Spagna: proporzionale in piccole circoscrizioni con formula D’Hondt senza recupero dei resti con sbarramento esplicito del 3% a livello circoscrizionale ma implicito di norma molto più alto che premia i partiti nazionali più grandi, punisce i partiti nazionali piccoli finché restano a livelli non superiori al 5-6% e rappresenta fedelmente i partiti regionalisti (PANE- partidos de ambito no estatal, per opposizione ai PAES, partidos de ambito estatal). In origine i PAES rilevanti erano Pp e Psoe e si avevano Governi monopartitici dell’uno o dell’altro, di maggioranza assoluta dei seggi (che conseguivano con poco più del 40% circa dei voti e qualche punto di distacco dal secondo partito) o di maggioranza relativa, con appoggi esterni dei PANE. Ora il sistema si è complicato per l’affermazione a sinistra prima di Podemos, poi di Sumar, nonché di Vox a destra e per la prima volta si è reso necessario un Governo a due Psoe-Podemos, quindi Psoe-Sumar, peraltro di maggioranza relativa. Se vi ricordate è una formula simile a quella portoghese che abbiamo già studiato.
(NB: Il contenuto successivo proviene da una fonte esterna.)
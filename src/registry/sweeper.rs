//! Periodic reclamation of finished and idle sessions.

use super::SessionRegistry;
use std::sync::Arc;
use std::time::Duration;
use tokio::task::JoinHandle;
use tokio::time::MissedTickBehavior;
use tracing::{debug, info};

/// Spawn a task that sweeps `registry` every `every`.
///
/// The first sweep happens one full interval after spawning. The task runs
/// until aborted through the returned handle. Must be called from within a
/// tokio runtime.
pub fn spawn_sweeper(registry: Arc<SessionRegistry>, every: Duration) -> JoinHandle<()> {
    tokio::spawn(async move {
        let mut ticker = tokio::time::interval(every);
        ticker.set_missed_tick_behavior(MissedTickBehavior::Delay);
        // interval() yields immediately on the first tick
        ticker.tick().await;

        loop {
            ticker.tick().await;
            let removed = registry.remove_stale_sessions();
            if removed > 0 {
                info!(removed, remaining = registry.len(), "swept stale sessions");
            } else {
                debug!(remaining = registry.len(), "sweep found nothing to remove");
            }
        }
    })
}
Per ciò che concerne l’Italia il post 1993 ha segnato il passaggio a sistemi elettorali misti a prevalenza maggioritaria a livello comunale e regionali abbinati coerentemente a forme di governo neo-parlamentari; a livello nazionale in ultimo (dal 2018) un sistema misto a prevalenza proporzionale con esiti incerti e invarianza di una forma di governo poco razionalizzata. Si è quindi avuta a livello nazionale un’alternanza tra Governi dotati di legittimazione diretta e di Governi imperniati sul “correttivo presidenziale”.
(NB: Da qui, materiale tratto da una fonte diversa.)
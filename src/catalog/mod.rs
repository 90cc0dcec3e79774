//! Static character catalog.
//!
//! The catalog is a process-lifetime constant table. Sessions only consume it
//! to validate character IDs and to lay out boards.

mod data;

use crate::env::{shuffle, RandomSource};
use serde::Serialize;

/// Catalog identifier of a character, `1..=24`.
pub type CharacterId = u8;

/// Number of faces on a board.
pub const BOARD_SIZE: usize = 24;

#[derive(Debug, Clone, Copy, PartialEq, Eq, Hash, Serialize)]
pub enum HairColor {
    Black,
    Brown,
    Blonde,
    Red,
    White,
}

#[derive(Debug, Clone, Copy, PartialEq, Eq, Hash, Serialize)]
pub enum EyeColor {
    Blue,
    Brown,
}

#[derive(Debug, Clone, Copy, PartialEq, Eq, Hash, Serialize)]
pub enum HairLength {
    Short,
    Long,
}

/// One face of the board and its visible attributes.
#[derive(Debug, Clone, PartialEq, Eq, Serialize)]
pub struct Character {
    pub id: CharacterId,
    pub name: &'static str,
    pub hair_color: HairColor,
    pub eye_color: EyeColor,
    pub glasses: bool,
    pub hat: bool,
    pub facial_hair: bool,
    pub hair_length: HairLength,
    pub bald: bool,
    pub rosy_cheeks: bool,
    pub big_nose: bool,
}

/// Every character, ordered by ID.
pub fn all() -> &'static [Character] {
    &data::CHARACTERS
}

pub fn get(id: CharacterId) -> Option<&'static Character> {
    all().iter().find(|character| character.id == id)
}

pub fn contains(id: CharacterId) -> bool {
    get(id).is_some()
}

pub fn ids() -> impl Iterator<Item = CharacterId> {
    all().iter().map(|character| character.id)
}

/// A uniformly random permutation of every character ID.
pub fn shuffled_board(random: &dyn RandomSource) -> Vec<CharacterId> {
    let mut board: Vec<CharacterId> = ids().collect();
    shuffle(random, &mut board);
    board
}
Pertanto è aperto da anni un dibattito con cinque posizioni prevalenti, che segnalo a partire dalla più distante dallo status quo: a) adozione di un sistema semi-presidenziale alla francese; b) adozione di un sistema a premierato elettivo analogo a quello adottato in Comuni e Regioni; c) premierato elettivo analogo al precedente ma con alcune eccezioni in cui un secondo premier non eletto direttamente ma appartenente alla stessa maggioranza possa subentrare al primo (è il testo del Governo in discussione al Senato); d) adozione di un sistema a premierato non elettivo che legittimi direttamente un Premier tramite il voto a una maggioranza ma meno rigido, meno automatico di quello previsto per Comuni e Regioni ed anche di quello del Governo; e) mantenimento dello status quo.